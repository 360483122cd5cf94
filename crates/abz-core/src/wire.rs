//! Documentos JSON que se intercambian con el servicio de datasets.
//!
//! - lectura: `GET /datasets/service/{id}/json`
//! - guardado: `POST /datasets/service/create` o `/datasets/service/{id}/edit`
//! - trabajos de evaluación: `GET /datasets/{id}/evaluation/json` y
//!   `DELETE /datasets/{id}/{job_id}`
//!
//! El documento de lectura se valida una sola vez aquí; a partir de ese punto
//! el resto del núcleo trabaja con [`Dataset`] ya tipado.

use serde::{Deserialize, Serialize};
use serde_json::{Map, Value};

use crate::domain::{ClassKeys, Dataset, DatasetClass, DatasetId, EvalJobId, Mbid};
use crate::errors::DraftError;

/// Cuerpo del `POST` de guardado.
///
/// Solo lleva campos del dataset: nada de claves internas ni estado de la UI.
#[derive(Debug, Clone, PartialEq, Eq, Serialize, Deserialize)]
pub struct SubmissionPayload {
  #[serde(skip_serializing_if = "Option::is_none", default)]
  pub id: Option<DatasetId>,
  pub name: String,
  pub description: String,
  pub classes: Vec<SubmittedClass>,
  pub public: bool,
}

#[derive(Debug, Clone, PartialEq, Eq, Serialize, Deserialize)]
pub struct SubmittedClass {
  pub name: String,
  pub description: String,
  pub recordings: Vec<Mbid>,
}

impl From<&Dataset> for SubmissionPayload {
  fn from(ds: &Dataset) -> Self {
    SubmissionPayload {
      id: ds.id,
      name: ds.name.clone(),
      description: ds.description.clone(),
      classes: ds
        .classes
        .iter()
        .map(|c| SubmittedClass {
          name: c.name.clone(),
          description: c.description.clone(),
          recordings: c.recordings.clone(),
        })
        .collect(),
      public: ds.is_public,
    }
  }
}

/// Resultado de un guardado.
#[derive(Debug, Clone, PartialEq)]
pub enum SaveResponse {
  Saved(DatasetId),
  /// Cuerpo de error de la aplicación, sin tocar.
  Rejected(Value),
}

impl SaveResponse {
  /// Interpreta la respuesta de éxito (`{"success": true, "dataset_id": ...}`).
  ///
  /// Si no hay `dataset_id` válido o `success` es `false`, se trata como rechazo.
  pub fn from_success_body(body: Value) -> Self {
    let success = body.get("success").and_then(Value::as_bool).unwrap_or(true);
    let id = body.get("dataset_id").and_then(Value::as_str).and_then(DatasetId::parse);

    match (success, id) {
      (true, Some(id)) => SaveResponse::Saved(id),
      _ => SaveResponse::Rejected(body),
    }
  }

  /// Mensaje legible de un rechazo: el campo `error` si existe, si no el JSON entero.
  pub fn rejection_message(body: &Value) -> String {
    match body.get("error") {
      Some(Value::String(msg)) => msg.clone(),
      _ => body.to_string(),
    }
  }
}

/// Convierte el documento del servidor en un [`Dataset`]. Las claves de las
/// clases salen de `keys`, el contador del borrador que lo va a contener.
pub fn decode_dataset(doc: &Value, keys: &mut ClassKeys) -> Result<Dataset, DraftError> {
  let obj = doc.as_object().ok_or_else(|| DraftError::malformed("$", "expected an object"))?;

  let id = match obj.get("id") {
    None | Some(Value::Null) => None,
    Some(Value::String(s)) => {
      Some(DatasetId::parse(s).ok_or_else(|| DraftError::malformed("$.id", "not a UUID"))?)
    }
    Some(_) => return Err(DraftError::malformed("$.id", "expected a string")),
  };

  let name = required_str(obj, "name", "$")?;
  let description = optional_str(obj, "description", "$")?;

  let is_public = match obj.get("public") {
    None | Some(Value::Null) => true,
    Some(Value::Bool(b)) => *b,
    Some(_) => return Err(DraftError::malformed("$.public", "expected a boolean")),
  };

  let classes = obj
    .get("classes")
    .ok_or_else(|| DraftError::malformed("$.classes", "missing field"))?
    .as_array()
    .ok_or_else(|| DraftError::malformed("$.classes", "expected an array"))?
    .iter()
    .enumerate()
    .map(|(i, cls)| decode_class(cls, i, keys))
    .collect::<Result<Vec<_>, _>>()?;

  Ok(Dataset { id, name, description, is_public, classes })
}

fn decode_class(value: &Value, index: usize, keys: &mut ClassKeys) -> Result<DatasetClass, DraftError> {
  let path = format!("$.classes[{index}]");
  let obj = value.as_object().ok_or_else(|| DraftError::malformed(&path, "expected an object"))?;

  let name = required_str(obj, "name", &path)?;
  let description = optional_str(obj, "description", &path)?;

  let raw = obj
    .get("recordings")
    .ok_or_else(|| DraftError::malformed(format!("{path}.recordings"), "missing field"))?
    .as_array()
    .ok_or_else(|| DraftError::malformed(format!("{path}.recordings"), "expected an array"))?;

  let mut recordings: Vec<Mbid> = Vec::with_capacity(raw.len());
  for (j, rec) in raw.iter().enumerate() {
    let rec_path = format!("{path}.recordings[{j}]");
    let s = rec.as_str().ok_or_else(|| DraftError::malformed(&rec_path, "expected a string"))?;
    let mbid = Mbid::from_server(s).map_err(|_| DraftError::malformed(&rec_path, "not a UUID"))?;
    if recordings.contains(&mbid) {
      return Err(DraftError::malformed(&rec_path, format!("duplicate recording {mbid}")));
    }
    recordings.push(mbid);
  }

  let mut cls = DatasetClass::new(keys.next_key());
  cls.name = name;
  cls.description = description;
  cls.recordings = recordings;
  Ok(cls)
}

/// Estado de un trabajo de evaluación.
#[derive(Debug, Clone, Copy, PartialEq, Eq, Serialize, Deserialize)]
#[serde(rename_all = "lowercase")]
pub enum JobStatus {
  Pending,
  Running,
  Done,
  Failed,
}

impl JobStatus {
  pub fn as_str(&self) -> &'static str {
    match self {
      JobStatus::Pending => "pending",
      JobStatus::Running => "running",
      JobStatus::Done => "done",
      JobStatus::Failed => "failed",
    }
  }
}

/// Un trabajo de evaluación tal como lo lista el servidor.
#[derive(Debug, Clone, PartialEq, Deserialize)]
pub struct EvalJob {
  pub id: EvalJobId,
  pub dataset_id: DatasetId,
  pub status: JobStatus,
  /// Mensaje de error cuando `status` es `failed`.
  #[serde(default)]
  pub status_msg: Option<String>,
  #[serde(default)]
  pub result: Option<EvalResult>,
  pub created: String,
  pub updated: String,
  /// El dataset se editó después de crear el trabajo. Solo viene con resultado.
  #[serde(default)]
  pub outdated: bool,
}

#[derive(Debug, Clone, PartialEq, Deserialize)]
pub struct EvalResult {
  pub accuracy: f64,
  /// Matriz de confusión ya preparada por el servidor.
  #[serde(default)]
  pub table: Option<ResultTable>,
}

/// Filas = clase real, columnas = clase predicha, ambas en el orden de `classes`.
#[derive(Debug, Clone, PartialEq, Deserialize)]
pub struct ResultTable {
  pub classes: Vec<String>,
  pub rows: Vec<ResultRow>,
}

#[derive(Debug, Clone, PartialEq, Deserialize)]
pub struct ResultRow {
  pub total: u64,
  /// Porcentaje del dataset que ocupa la clase (0..100).
  pub proportion: f64,
  pub predicted: Vec<PredictedCell>,
}

#[derive(Debug, Clone, PartialEq, Deserialize)]
pub struct PredictedCell {
  pub count: u64,
  pub percentage: f64,
}

#[derive(Deserialize)]
struct EvalJobsDocument {
  jobs: Vec<EvalJob>,
}

/// Lista de trabajos de `GET /datasets/{id}/evaluation/json`. El resto del
/// documento (autor del dataset) se ignora.
pub fn decode_eval_jobs(doc: Value) -> Result<Vec<EvalJob>, serde_json::Error> {
  serde_json::from_value::<EvalJobsDocument>(doc).map(|d| d.jobs)
}

/// Resultado de borrar un trabajo de evaluación.
#[derive(Debug, Clone, PartialEq)]
pub enum DeleteResponse {
  Deleted,
  Rejected(Value),
}

impl DeleteResponse {
  /// `{"success": true}` es el único cuerpo que cuenta como borrado.
  pub fn from_body(body: Value) -> Self {
    match body.get("success").and_then(Value::as_bool) {
      Some(true) => DeleteResponse::Deleted,
      _ => DeleteResponse::Rejected(body),
    }
  }
}

fn required_str(obj: &Map<String, Value>, field: &str, parent: &str) -> Result<String, DraftError> {
  match obj.get(field) {
    Some(Value::String(s)) => Ok(s.clone()),
    Some(_) => Err(DraftError::malformed(format!("{parent}.{field}"), "expected a string")),
    None => Err(DraftError::malformed(format!("{parent}.{field}"), "missing field")),
  }
}

/// `null` o ausente se toma como descripción vacía.
fn optional_str(obj: &Map<String, Value>, field: &str, parent: &str) -> Result<String, DraftError> {
  match obj.get(field) {
    None | Some(Value::Null) => Ok(String::new()),
    Some(Value::String(s)) => Ok(s.clone()),
    Some(_) => Err(DraftError::malformed(format!("{parent}.{field}"), "expected a string")),
  }
}

#[cfg(test)]
mod tests {
  use super::*;
  use serde_json::json;

  const A: &str = "110e8400-e29b-41d4-a716-446655440000";
  const B: &str = "7d0f6a3e-1b2c-4d5e-8f90-a1b2c3d4e5f6";

  #[test]
  fn decodes_a_full_document() {
    let doc = json!({
      "id": "6f1c2b9e-8a4e-4c3d-9f7a-0b1e2d3c4f5a",
      "name": "Moods",
      "description": null,
      "public": false,
      "classes": [
        {"name": "happy", "description": "upbeat", "recordings": [A, B]},
        {"name": "sad", "recordings": []}
      ]
    });

    let ds = decode_dataset(&doc, &mut ClassKeys::new()).unwrap();
    assert_eq!(ds.id.unwrap().to_string(), "6f1c2b9e-8a4e-4c3d-9f7a-0b1e2d3c4f5a");
    assert_eq!(ds.name, "Moods");
    assert_eq!(ds.description, "");
    assert!(!ds.is_public);
    assert_eq!(ds.classes.len(), 2);
    assert_eq!(ds.classes[0].recordings.len(), 2);
    assert_eq!(ds.classes[1].description, "");
    assert_ne!(ds.classes[0].key, ds.classes[1].key);
  }

  #[test]
  fn public_defaults_to_true() {
    let ds = decode_dataset(&json!({"name": "x", "description": "", "classes": []}), &mut ClassKeys::new()).unwrap();
    assert!(ds.is_public);
    assert!(ds.id.is_none());
  }

  #[test]
  fn reports_path_of_the_problem() {
    let cases = [
      (json!([]), "$"),
      (json!({"classes": []}), "$.name"),
      (json!({"name": 3, "classes": []}), "$.name"),
      (json!({"name": "x"}), "$.classes"),
      (json!({"name": "x", "classes": {}}), "$.classes"),
      (json!({"name": "x", "classes": [], "public": "yes"}), "$.public"),
      (json!({"name": "x", "classes": [{"recordings": []}]}), "$.classes[0].name"),
      (json!({"name": "x", "classes": [{"name": "a"}]}), "$.classes[0].recordings"),
      (json!({"name": "x", "classes": [{"name": "a", "recordings": [1]}]}), "$.classes[0].recordings[0]"),
      (json!({"name": "x", "classes": [{"name": "a", "recordings": ["zz"]}]}), "$.classes[0].recordings[0]"),
      (json!({"name": "x", "classes": [{"name": "a", "recordings": [A, A]}]}), "$.classes[0].recordings[1]"),
    ];

    for (doc, expected) in cases {
      match decode_dataset(&doc, &mut ClassKeys::new()) {
        Err(DraftError::MalformedDocument { path, .. }) => assert_eq!(path, expected, "doc: {doc}"),
        other => panic!("expected MalformedDocument for {doc}, got {other:?}"),
      }
    }
  }

  #[test]
  fn accepts_any_uuid_the_server_stored() {
    // versión 0, variante 0: el servidor lo guarda aunque el editor no lo acepte
    let odd = "110E8400-E29B-01D4-0716-446655440000";
    let doc = json!({"name": "x", "classes": [{"name": "a", "recordings": [odd, A]}]});

    let ds = decode_dataset(&doc, &mut ClassKeys::new()).unwrap();
    assert_eq!(ds.classes[0].recordings[0].as_str(), odd.to_lowercase());

    let payload = serde_json::to_value(SubmissionPayload::from(&ds)).unwrap();
    assert_eq!(payload["classes"][0]["recordings"], json!([odd.to_lowercase(), A]));
  }

  #[test]
  fn class_keys_come_from_the_given_counter() {
    let mut keys = ClassKeys::new();
    let first = keys.next_key();
    let doc = json!({"name": "x", "classes": [{"name": "a", "recordings": []}]});

    let ds = decode_dataset(&doc, &mut keys).unwrap();
    assert!(ds.classes[0].key > first);
    assert!(keys.next_key() > ds.classes[0].key);
  }

  #[test]
  fn decodes_eval_jobs() {
    let doc = json!({
      "jobs": [
        {
          "id": "0f3c1a2b-4d5e-4f60-8a7b-9c0d1e2f3a4b",
          "dataset_id": "6f1c2b9e-8a4e-4c3d-9f7a-0b1e2d3c4f5a",
          "status": "done",
          "status_msg": null,
          "created": "Tue, 01 Mar 2016 10:00:00 GMT",
          "updated": "Tue, 01 Mar 2016 10:05:00 GMT",
          "outdated": true,
          "result": {
            "accuracy": 87.5,
            "confusion_matrix": {"happy": {"happy": 7, "sad": 1}},
            "table": {
              "classes": ["happy", "sad"],
              "rows": [
                {"total": 8, "proportion": 50.0, "predicted": [
                  {"count": 7, "percentage": 87.5}, {"count": 1, "percentage": 12.5}
                ]},
                {"total": 8, "proportion": 50.0, "predicted": [
                  {"count": 1, "percentage": 12.5}, {"count": 7, "percentage": 87.5}
                ]}
              ]
            }
          }
        },
        {
          "id": "1a2b3c4d-5e6f-4a7b-8c9d-0e1f2a3b4c5d",
          "dataset_id": "6f1c2b9e-8a4e-4c3d-9f7a-0b1e2d3c4f5a",
          "status": "pending",
          "status_msg": null,
          "result": null,
          "created": "Wed, 02 Mar 2016 10:00:00 GMT",
          "updated": "Wed, 02 Mar 2016 10:00:00 GMT"
        }
      ],
      "dataset": {"author": {"id": 1, "musicbrainz_id": "someone"}}
    });

    let jobs = decode_eval_jobs(doc).unwrap();
    assert_eq!(jobs.len(), 2);

    let done = &jobs[0];
    assert_eq!(done.status, JobStatus::Done);
    assert!(done.outdated);
    let result = done.result.as_ref().unwrap();
    assert_eq!(result.accuracy, 87.5);
    let table = result.table.as_ref().unwrap();
    assert_eq!(table.classes, vec!["happy", "sad"]);
    assert_eq!(table.rows[0].predicted[1].count, 1);

    let pending = &jobs[1];
    assert_eq!(pending.status, JobStatus::Pending);
    assert!(pending.result.is_none());
    assert!(!pending.outdated);
  }

  #[test]
  fn eval_jobs_reject_unknown_status() {
    let doc = json!({"jobs": [{
      "id": "1a2b3c4d-5e6f-4a7b-8c9d-0e1f2a3b4c5d",
      "dataset_id": "6f1c2b9e-8a4e-4c3d-9f7a-0b1e2d3c4f5a",
      "status": "exploded",
      "created": "", "updated": ""
    }]});
    assert!(decode_eval_jobs(doc).is_err());
  }

  #[test]
  fn delete_response_parsing() {
    assert_eq!(DeleteResponse::from_body(json!({"success": true})), DeleteResponse::Deleted);
    let body = json!({"success": false, "error": "You are not allowed to delete this evaluation job."});
    assert_eq!(DeleteResponse::from_body(body.clone()), DeleteResponse::Rejected(body));
    assert!(matches!(DeleteResponse::from_body(json!({})), DeleteResponse::Rejected(_)));
  }

  #[test]
  fn payload_omits_missing_id() {
    let ds = Dataset { name: "x".into(), ..Default::default() };
    let value = serde_json::to_value(SubmissionPayload::from(&ds)).unwrap();
    assert_eq!(value, json!({"name": "x", "description": "", "classes": [], "public": true}));
  }

  #[test]
  fn save_response_parsing() {
    let ok = SaveResponse::from_success_body(
      json!({"success": true, "dataset_id": "6f1c2b9e-8a4e-4c3d-9f7a-0b1e2d3c4f5a"}),
    );
    assert!(matches!(ok, SaveResponse::Saved(_)));

    let body = json!({"success": false, "error": "Dataset must have a name."});
    match SaveResponse::from_success_body(body) {
      SaveResponse::Rejected(b) => assert_eq!(SaveResponse::rejection_message(&b), "Dataset must have a name."),
      other => panic!("unexpected {other:?}"),
    }

    assert_eq!(SaveResponse::rejection_message(&json!({"code": 1})), r#"{"code":1}"#);
  }
}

********************

(EXERCISE GOAL) Lines above that have "struct": copy each of them.

(REPLY TO THE EXERCISE)
pub struct SubmissionPayload {
pub struct SubmittedClass {
pub struct EvalJob {
pub struct EvalResult {
pub struct ResultTable {
pub struct ResultRow {
pub struct PredictedCell {
struct EvalJobsDocument {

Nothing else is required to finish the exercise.